A free energy difference is defined as being between two such ChemicalSystem objects.
To make expressing free energy calculations easier,
this ChemicalSystem is broken down into various Component objects.
It is these Component objects that are then transformed, added or removed when performing a free energy calculation.
Note
Once chemical models are loaded into Components they are read only and cannot be modified. This means that any modification/tweaking of the inputs must be done before the Component objects are created. This is done so that any data cannot be accidentally modified, ruining the provenance chain.
As these all behave slightly differently to accomodate their contents,
there are specialised versions of Component to handle the different items in your system.
We will walk through how different items can be loaded,
and then how these are assembled to form ChemicalSystem objects.
Loading small molecules#
Small molecules, such as ligands, are handled using the {py:class}`openfe.SmallMoleculeComponent` class. These are lightweight wrappers around RDKit Molecules and can be created directly from an RDKit molecule:
from rdkit import Chem
import openfe
m = Chem.MolFromMol2File('myfile.mol2', removeHs=False)

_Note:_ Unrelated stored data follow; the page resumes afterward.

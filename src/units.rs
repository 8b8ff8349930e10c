//! Unit conversions and physical constants for magnetics post-processing
//!
//! Node coordinates stay in the units of the solution file; every consumer
//! multiplies by the unit's meter factor at the point of use. Pre-converting
//! would change the integrator summation order and perturb reference
//! results, so conversions live here as explicit factors.

/// Vacuum permeability (H/m)
pub const MU0: f64 = std::f64::consts::PI * 4.0e-7;

/// Length units a solution file may declare
#[derive(Debug, Clone, Copy, PartialEq, Eq, Default)]
pub enum LengthUnit {
    #[default]
    Inches,
    Millimeters,
    Centimeters,
    Meters,
    Mils,
    Micrometers,
}

impl LengthUnit {
    /// Multiplicative factor taking file-unit lengths to meters
    #[inline]
    pub fn to_meters(self) -> f64 {
        match self {
            LengthUnit::Inches => 0.0254,
            LengthUnit::Millimeters => 0.001,
            LengthUnit::Centimeters => 0.01,
            LengthUnit::Meters => 1.0,
            LengthUnit::Mils => 2.54e-05,
            LengthUnit::Micrometers => 1.0e-06,
        }
    }

    /// Parse the `[LengthUnits]` header token
    pub fn parse(s: &str) -> Option<Self> {
        let s = s.trim().to_ascii_lowercase();
        if s.starts_with("inches") {
            Some(LengthUnit::Inches)
        } else if s.starts_with("millimeters") {
            Some(LengthUnit::Millimeters)
        } else if s.starts_with("centimeters") {
            Some(LengthUnit::Centimeters)
        } else if s.starts_with("meters") {
            Some(LengthUnit::Meters)
        } else if s.starts_with("mils") {
            Some(LengthUnit::Mils)
        } else if s.starts_with("microns") {
            Some(LengthUnit::Micrometers)
        } else {
            None
        }
    }
}

/// Planar or axisymmetric problem geometry
#[derive(Debug, Clone, Copy, PartialEq, Eq, Default)]
pub enum ProblemType {
    #[default]
    Planar,
    Axisymmetric,
}

/// Coordinate system declared by the problem (display metadata)
#[derive(Debug, Clone, Copy, PartialEq, Eq, Default)]
pub enum Coords {
    #[default]
    Cartesian,
    Polar,
}

/// Relation of this solution to a previous one
#[derive(Debug, Clone, Copy, PartialEq, Eq, Default)]
pub enum PrevType {
    /// Stand-alone solution
    #[default]
    None,
    /// Small-signal linearization about the previous solution
    Incremental,
    /// Permeability frozen at the previous solution's operating point
    Frozen,
}

impl PrevType {
    pub fn from_code(code: i32) -> Self {
        match code {
            1 => PrevType::Incremental,
            2 => PrevType::Frozen,
            _ => PrevType::None,
        }
    }

    /// Whether previous-solution data is present in the file at all
    #[inline]
    pub fn is_incremental(self) -> bool {
        self != PrevType::None
    }
}

#[cfg(test)]
mod tests {
    use super::*;
    use approx::assert_relative_eq;

    #[test]
    fn test_meter_factors() {
        assert_relative_eq!(LengthUnit::Inches.to_meters(), 0.0254);
        assert_relative_eq!(LengthUnit::Mils.to_meters(), 0.0254 * 1e-3);
        assert_relative_eq!(LengthUnit::Meters.to_meters(), 1.0);
    }

    #[test]
    fn test_parse_units() {
        assert_eq!(LengthUnit::parse("millimeters"), Some(LengthUnit::Millimeters));
        assert_eq!(LengthUnit::parse("Inches"), Some(LengthUnit::Inches));
        assert_eq!(LengthUnit::parse("furlongs"), None);
    }

    #[test]
    fn test_mu0() {
        assert_relative_eq!(MU0, 1.2566370614359172e-6, max_relative = 1e-12);
    }
}
//! Mesh nodes and triangular elements of the solution

use nalgebra::Point2;
use num_complex::Complex64;

/// A node of the solved mesh
///
/// Coordinates are kept in the units of the solution file. For planar
/// problems `a` holds the per-unit-depth vector potential; axisymmetric
/// problems store `2*pi*r*A_phi`.
#[derive(Debug, Clone)]
pub struct MeshNode {
    pub pos: Point2<f64>,
    /// Complex vector potential
    pub a: Complex64,
    /// Potential of the previous solution (incremental problems)
    pub a_prev: f64,
    /// Henrotte virtual-work weighting mask
    pub msk: f64,
}

impl Default for MeshNode {
    fn default() -> Self {
        Self {
            pos: Point2::origin(),
            a: Complex64::new(0.0, 0.0),
            a_prev: 0.0,
            msk: 0.0,
        }
    }
}

impl MeshNode {
    /// Node position as a complex number (x + iy)
    #[inline]
    pub fn cc(&self) -> Complex64 {
        Complex64::new(self.pos.x, self.pos.y)
    }
}

/// A linear triangular element of the solved mesh
///
/// Vertex indices are counter-clockwise. `rsqr` is at least the squared
/// distance from the centroid to the farthest vertex, which lets the
/// banded element search reject candidates cheaply.
#[derive(Debug, Clone, Default)]
pub struct MeshElement {
    /// Vertex node indices
    pub p: [usize; 3],
    /// Index of the block label tagging this element's region
    pub lbl: usize,
    /// Index of the material (block property)
    pub blk: usize,
    /// Magnetization direction, degrees
    pub magdir: f64,
    /// Centroid, file units
    pub ctr: Complex64,
    /// Squared search radius about the centroid
    pub rsqr: f64,
    /// Element-average flux density
    pub b1: Complex64,
    pub b2: Complex64,
    /// Previous-solution flux density (incremental problems)
    pub b1p: f64,
    pub b2p: f64,
    /// Patch-smoothed flux density at each vertex
    pub b1n: [Complex64; 3],
    pub b2n: [Complex64; 3],
    /// Marks element edges with no neighbouring element
    pub boundary_edge: [bool; 3],
    /// Previous-solution current density (incremental problems)
    pub j_prev: f64,
}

smc = openfe.SmallMoleculeComponent(m, name='')
Warning
Remember to include the removeHs=False keyword argument so that RDKit does not strip your hydrogens!
As these types of structures are typically stored inside sdf files, there is a from_sdf_file convenience class method:
import openfe
smc = openfe.SmallMoleculeComponent.from_sdf_file('file.sdf')
Note
The from_sdf_file method will only read the first molecule in a multi-molecule MolFile.
To load multiple molcules, use RDKit’s Chem.SDMolSupplier to iterate over the contents,
and create a SmallMoleculeComponent from each.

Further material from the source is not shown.